What is being asked -> Down to the last character, repeat the data that follows.

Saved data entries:
####################

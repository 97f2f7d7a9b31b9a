use crate::model::list::TaskList;
use crate::model::task::{Task, TaskState, Timestamp};

/// Why a single record line could not be decoded
#[derive(Debug, Clone, PartialEq, Eq, thiserror::Error)]
pub enum DecodeError {
    #[error("malformed record: {0}")]
    Malformed(String),
    #[error("invalid state ordinal {0}")]
    InvalidState(i64),
}

/// A decode failure at a 1-based line of a list file
#[derive(Debug, Clone, PartialEq, Eq, thiserror::Error)]
#[error("line {line}: {source}")]
pub struct LineError {
    pub line: usize,
    #[source]
    pub source: DecodeError,
}

/// Decode one record line: `added started completed state text`.
/// Timestamps are hex, the state is decimal, the text is the rest of the line.
pub fn decode(line: &str) -> Result<Task, DecodeError> {
    let line = line.strip_suffix('\n').unwrap_or(line);
    let line = line.strip_suffix('\r').unwrap_or(line);

    let (added, rest) = next_field(line, "added")?;
    let (started, rest) = next_field(rest, "started")?;
    let (completed, rest) = next_field(rest, "completed")?;
    let (state, rest) = next_field(rest, "state")?;

    let added_at = parse_hex(added, "added")?;
    let started_at = parse_hex(started, "started")?;
    let completed_at = parse_hex(completed, "completed")?;
    let ordinal: i64 = state
        .parse()
        .map_err(|_| DecodeError::Malformed(format!("state {:?} is not a decimal number", state)))?;
    let state = TaskState::from_ordinal(ordinal).ok_or(DecodeError::InvalidState(ordinal))?;

    Ok(Task {
        added_at,
        started_at,
        completed_at,
        state,
        text: rest.trim_start_matches([' ', '\t']).to_string(),
    })
}

/// Parse a whole list file in file order. Empty lines are skipped; the
/// first bad line fails the whole parse.
pub fn parse_list(source: &str) -> Result<TaskList, LineError> {
    let mut tasks = Vec::new();
    for (idx, line) in source.lines().enumerate() {
        if line.is_empty() {
            continue;
        }
        let task = decode(line).map_err(|source| LineError {
            line: idx + 1,
            source,
        })?;
        tasks.push(task);
    }
    Ok(TaskList::from_tasks(tasks))
}

/// Split off the next whitespace-delimited field
fn next_field<'a>(s: &'a str, name: &str) -> Result<(&'a str, &'a str), DecodeError> {
    let s = s.trim_start_matches([' ', '\t']);
    let end = s.find([' ', '\t']).unwrap_or(s.len());
    if end == 0 {
        return Err(DecodeError::Malformed(format!("missing {} field", name)));
    }
    Ok((&s[..end], &s[end..]))
}

fn parse_hex(field: &str, name: &str) -> Result<Timestamp, DecodeError> {
    Timestamp::from_str_radix(field, 16).map_err(|_| {
        DecodeError::Malformed(format!("{} {:?} is not a hex timestamp", name, field))
    })
}
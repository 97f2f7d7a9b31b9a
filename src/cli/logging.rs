use std::io;

use tracing_subscriber::EnvFilter;

/// Environment variable holding the log filter, e.g. `TODOLIST_LOG=debug`
pub const LOG_ENV: &str = "TODOLIST_LOG";

/// Install the global subscriber. Events go to stderr in headless runs and
/// are discarded while the terminal UI owns the screen.
pub fn init_logging(interactive: bool) {
    let filter = EnvFilter::try_from_env(LOG_ENV).unwrap_or_else(|_| EnvFilter::new("warn"));
    if interactive {
        let _ = tracing_subscriber::fmt()
            .with_env_filter(filter)
            .with_writer(io::sink)
            .try_init();
    } else {
        let _ = tracing_subscriber::fmt()
            .with_env_filter(filter)
            .with_writer(io::stderr)
            .try_init();
    }
}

####################

Response for this exercise ->
repository 97f2f7d7a9b31b9a
use crate::model::list::TaskList;
use crate::model::task::{Task, TaskState, Timestamp};

/// Why a single record line could not be decoded
#[derive(Debug, Clone, PartialEq, Eq, thiserror::Error)]
pub enum DecodeError {
    #[error("malformed record: {0}")]
    Malformed(String),
    #[error("invalid state ordinal {0}")]
    InvalidState(i64),
}

/// A decode failure at a 1-based line of a list file
#[derive(Debug, Clone, PartialEq, Eq, thiserror::Error)]
#[error("line {line}: {source}")]
pub struct LineError {
    pub line: usize,
    #[source]
    pub source: DecodeError,
}

/// Decode one record line: `added started completed state text`.
/// Timestamps are hex, the state is decimal, the text is the rest of the line.
pub fn decode(line: &str) -> Result<Task, DecodeError> {
    let line = line.strip_suffix('\n').unwrap_or(line);
    let line = line.strip_suffix('\r').unwrap_or(line);

    let (added, rest) = next_field(line, "added")?;
    let (started, rest) = next_field(rest, "started")?;
    let (completed, rest) = next_field(rest, "completed")?;
    let (state, rest) = next_field(rest, "state")?;

    let added_at = parse_hex(added, "added")?;
    let started_at = parse_hex(started, "started")?;
    let completed_at = parse_hex(completed, "completed")?;
    let ordinal: i64 = state
        .parse()
        .map_err(|_| DecodeError::Malformed(format!("state {:?} is not a decimal number", state)))?;
    let state = TaskState::from_ordinal(ordinal).ok_or(DecodeError::InvalidState(ordinal))?;

    Ok(Task {
        added_at,
        started_at,
        completed_at,
        state,
        text: rest.trim_start_matches([' ', '\t']).to_string(),
    })
}

/// Parse a whole list file in file order. Empty lines are skipped; the
/// first bad line fails the whole parse.
pub fn parse_list(source: &str) -> Result<TaskList, LineError> {
    let mut tasks = Vec::new();
    for (idx, line) in source.lines().enumerate() {
        if line.is_empty() {
            continue;
        }
        let task = decode(line).map_err(|source| LineError {
            line: idx + 1,
            source,
        })?;
        tasks.push(task);
    }
    Ok(TaskList::from_tasks(tasks))
}

/// Split off the next whitespace-delimited field
fn next_field<'a>(s: &'a str, name: &str) -> Result<(&'a str, &'a str), DecodeError> {
    let s = s.trim_start_matches([' ', '\t']);
    let end = s.find([' ', '\t']).unwrap_or(s.len());
    if end == 0 {
        return Err(DecodeError::Malformed(format!("missing {} field", name)));
    }
    Ok((&s[..end], &s[end..]))
}

fn parse_hex(field: &str, name: &str) -> Result<Timestamp, DecodeError> {
    Timestamp::from_str_radix(field, 16).map_err(|_| {
        DecodeError::Malformed(format!("{} {:?} is not a hex timestamp", name, field))
    })
}
repository 97f2f7d7a9b31b9a
filename src/cli/logging.rs
use std::io;

use tracing_subscriber::EnvFilter;

/// Environment variable holding the log filter, e.g. `TODOLIST_LOG=debug`
pub const LOG_ENV: &str = "TODOLIST_LOG";

/// Install the global subscriber. Events go to stderr in headless runs and
/// are discarded while the terminal UI owns the screen.
pub fn init_logging(interactive: bool) {
    let filter = EnvFilter::try_from_env(LOG_ENV).unwrap_or_else(|_| EnvFilter::new("warn"));
    if interactive {
        let _ = tracing_subscriber::fmt()
            .with_env_filter(filter)
            .with_writer(io::sink)
            .try_init();
    } else {
        let _ = tracing_subscriber::fmt()
            .with_env_filter(filter)
            .with_writer(io::stderr)
            .try_init();
    }
}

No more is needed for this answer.